TASK TO COMPLETE: Once the line containing "let mut tx = self.pool.begin().await?;" is found in the entries below, restate it and each following line word for word, stopping after the line containing "deleted by mistake".

Stored data

//! # Product Repository
//!
//! Database operations for the product catalog.
//!
//! ## The Catalog Is a Read-Side Copy
//! ```text
//! ┌─────────────────────────────────────────────────────────────────────────┐
//! │                Catalog Snapshot Flow                                    │
//! │                                                                         │
//! │  Hosted catalog changes server-side                                    │
//! │       │                                                                 │
//! │       ▼                                                                 │
//! │  Storefront receives a FULL snapshot                                   │
//! │       │                                                                 │
//! │       ▼                                                                 │
//! │  replace_all(snapshot) ← one transaction, delete + insert              │
//! │       │                                                                 │
//! │       ▼                                                                 │
//! │  Readers see the old rows or the new rows, never a blend               │
//! │                                                                         │
//! │  Last received snapshot wins. No merge, no conflict resolution.        │
//! └─────────────────────────────────────────────────────────────────────────┘
//! ```

use chrono::{DateTime, Utc};
use sqlx::SqlitePool;
use tracing::debug;
use uuid::Uuid;

use crate::error::{DbError, DbResult};
use atelier_core::Product;

/// Row mapping for the products table.
#[derive(Debug, sqlx::FromRow)]
struct ProductRow {
    id: String,
    sku: String,
    name: String,
    description: Option<String>,
    image_url: Option<String>,
    price_cents: i64,
    is_active: bool,
    created_at: DateTime<Utc>,
    updated_at: DateTime<Utc>,
}

impl From<ProductRow> for Product {
    fn from(row: ProductRow) -> Self {
        Product {
            id: row.id,
            sku: row.sku,
            name: row.name,
            description: row.description,
            image_url: row.image_url,
            price_cents: row.price_cents,
            is_active: row.is_active,
            created_at: row.created_at,
            updated_at: row.updated_at,
        }
    }
}

/// Repository for product database operations.
///
/// ## Usage
/// ```rust,ignore
/// let repo = ProductRepository::new(pool);
///
/// let products = repo.list_active(50).await?;
/// let product = repo.get_by_id("uuid-here").await?;
/// ```
#[derive(Debug, Clone)]
pub struct ProductRepository {
    pool: SqlitePool,
}

impl ProductRepository {
    /// Creates a new ProductRepository.
    pub fn new(pool: SqlitePool) -> Self {
        ProductRepository { pool }
    }

    /// Lists active products sorted by name.
    pub async fn list_active(&self, limit: i64) -> DbResult<Vec<Product>> {
        let rows = sqlx::query_as::<_, ProductRow>(
            r#"
            SELECT id, sku, name, description, image_url,
                   price_cents, is_active, created_at, updated_at
            FROM products
            WHERE is_active = 1
            ORDER BY name
            LIMIT ?1
            "#,
        )
        .bind(limit)
        .fetch_all(&self.pool)
        .await?;

        Ok(rows.into_iter().map(Product::from).collect())
    }

    /// Gets a product by its ID.
    ///
    /// ## Returns
    /// * `Ok(Some(Product))` - Product found
    /// * `Ok(None)` - Product not found
    pub async fn get_by_id(&self, id: &str) -> DbResult<Option<Product>> {
        let row = sqlx::query_as::<_, ProductRow>(
            r#"
            SELECT id, sku, name, description, image_url,
                   price_cents, is_active, created_at, updated_at
            FROM products
            WHERE id = ?1
            "#,
        )
        .bind(id)
        .fetch_optional(&self.pool)
        .await?;

        Ok(row.map(Product::from))
    }

    /// Inserts or updates a product.
    pub async fn upsert(&self, product: &Product) -> DbResult<()> {
        debug!(sku = %product.sku, "Upserting product");

        sqlx::query(
            r#"
            INSERT INTO products (
                id, sku, name, description, image_url,
                price_cents, is_active, created_at, updated_at
            ) VALUES (?1, ?2, ?3, ?4, ?5, ?6, ?7, ?8, ?9)
            ON CONFLICT(id) DO UPDATE SET
                sku = excluded.sku,
                name = excluded.name,
                description = excluded.description,
                image_url = excluded.image_url,
                price_cents = excluded.price_cents,
                is_active = excluded.is_active,
                updated_at = excluded.updated_at
            "#,
        )
        .bind(&product.id)
        .bind(&product.sku)
        .bind(&product.name)
        .bind(&product.description)
        .bind(&product.image_url)
        .bind(product.price_cents)
        .bind(product.is_active)
        .bind(product.created_at)
        .bind(product.updated_at)
        .execute(&self.pool)
        .await?;

        Ok(())
    }

    /// Replaces the entire catalog with a new snapshot.
    ///
    /// One transaction: delete everything, insert the snapshot. Readers
    /// observe either the previous catalog or the new one.
    pub async fn replace_all(&self, products: &[Product]) -> DbResult<()> {
        debug!(count = products.len(), "Replacing product catalog");

        let mut tx = self.pool.begin().await?;

        sqlx::query("DELETE FROM products").execute(&mut *tx).await?;

        for product in products {
            sqlx::query(
                r#"
                INSERT INTO products (
                    id, sku, name, description, image_url,
                    price_cents, is_active, created_at, updated_at
                ) VALUES (?1, ?2, ?3, ?4, ?5, ?6, ?7, ?8, ?9)
                "#,
            )
            .bind(&product.id)
            .bind(&product.sku)
            .bind(&product.name)
            .bind(&product.description)
            .bind(&product.image_url)
            .bind(product.price_cents)
            .bind(product.is_active)
            .bind(product.created_at)
            .bind(product.updated_at)
            .execute(&mut *tx)
            .await?;
        }

        tx.commit().await?;

        Ok(())
    }

    /// Soft-deletes a product by setting is_active = false.
    ///
    /// ## Why Soft Delete?
    /// - Carts may still reference this product
    /// - Can be restored if deleted by mistake
    pub async fn soft_delete(&self, id: &str) -> DbResult<()> {
        debug!(id = %id, "Soft-deleting product");

        let now = Utc::now();

        let result = sqlx::query(
            r#"
            UPDATE products
            SET is_active = 0, updated_at = ?2
            WHERE id = ?1
            "#,
        )
        .bind(id)
        .bind(now)
        .execute(&self.pool)
        .await?;

        if result.rows_affected() == 0 {
            return Err(DbError::not_found("Product", id));
        }

        Ok(())
    }

    /// Counts active products (for diagnostics).
    pub async fn count(&self) -> DbResult<i64> {
        let count: i64 = sqlx::query_scalar("SELECT COUNT(*) FROM products WHERE is_active = 1")
            .fetch_one(&self.pool)
            .await?;

        Ok(count)
    }
}

/// Helper to generate a new product ID.
pub fn generate_product_id() -> String {
    Uuid::new_v4().to_string()
}

// =============================================================================
// Unit Tests
// =============================================================================

#[cfg(test)]
mod tests {
    use super::*;
    use crate::pool::{Database, DbConfig};

    fn test_product(id: &str, price_cents: i64) -> Product {
        Product {
            id: id.to_string(),
            sku: format!("SKU-{}", id),
            name: format!("Product {}", id),
            description: Some("A fine product".to_string()),
            image_url: None,
            price_cents,
            is_active: true,
            created_at: Utc::now(),
            updated_at: Utc::now(),
        }
    }

    #[tokio::test]
    async fn test_upsert_and_get() {
        let db = Database::new(DbConfig::in_memory()).await.unwrap();
        let repo = db.products();

        let product = test_product("p1", 2500);
        repo.upsert(&product).await.unwrap();

        let fetched = repo.get_by_id("p1").await.unwrap().unwrap();
        assert_eq!(fetched.sku, "SKU-p1");
        assert_eq!(fetched.price_cents, 2500);

        assert!(repo.get_by_id("missing").await.unwrap().is_none());
    }

    #[tokio::test]
    async fn test_replace_all_swaps_catalog() {
        let db = Database::new(DbConfig::in_memory()).await.unwrap();
        let repo = db.products();

        repo.upsert(&test_product("old", 1000)).await.unwrap();

        // New snapshot does not contain "old"
        let snapshot = vec![test_product("a", 100), test_product("b", 200)];
        repo.replace_all(&snapshot).await.unwrap();

        assert!(repo.get_by_id("old").await.unwrap().is_none());
        assert_eq!(repo.count().await.unwrap(), 2);
    }

    #[tokio::test]
    async fn test_soft_delete_hides_from_listing() {
        let db = Database::new(DbConfig::in_memory()).await.unwrap();
        let repo = db.products();

        repo.upsert(&test_product("p1", 2500)).await.unwrap();
        repo.soft_delete("p1").await.unwrap();

        assert_eq!(repo.count().await.unwrap(), 0);
        // Still fetchable by ID (soft delete, not erasure)
        let product = repo.get_by_id("p1").await.unwrap().unwrap();
        assert!(!product.is_active);

        assert!(matches!(
            repo.soft_delete("missing").await,
            Err(DbError::NotFound { .. })
        ));
    }
}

RESPONSE TO THIS EXERCISE:
        let mut tx = self.pool.begin().await?;

        sqlx::query("DELETE FROM products").execute(&mut *tx).await?;

        for product in products {
            sqlx::query(
                r#"
                INSERT INTO products (
                    id, sku, name, description, image_url,
                    price_cents, is_active, created_at, updated_at
                ) VALUES (?1, ?2, ?3, ?4, ?5, ?6, ?7, ?8, ?9)
                "#,
            )
            .bind(&product.id)
            .bind(&product.sku)
            .bind(&product.name)
            .bind(&product.description)
            .bind(&product.image_url)
            .bind(product.price_cents)
            .bind(product.is_active)
            .bind(product.created_at)
            .bind(product.updated_at)
            .execute(&mut *tx)
            .await?;
        }

        tx.commit().await?;

        Ok(())
    }

    /// Soft-deletes a product by setting is_active = false.
    ///
    /// ## Why Soft Delete?
    /// - Carts may still reference this product
    /// - Can be restored if deleted by mistake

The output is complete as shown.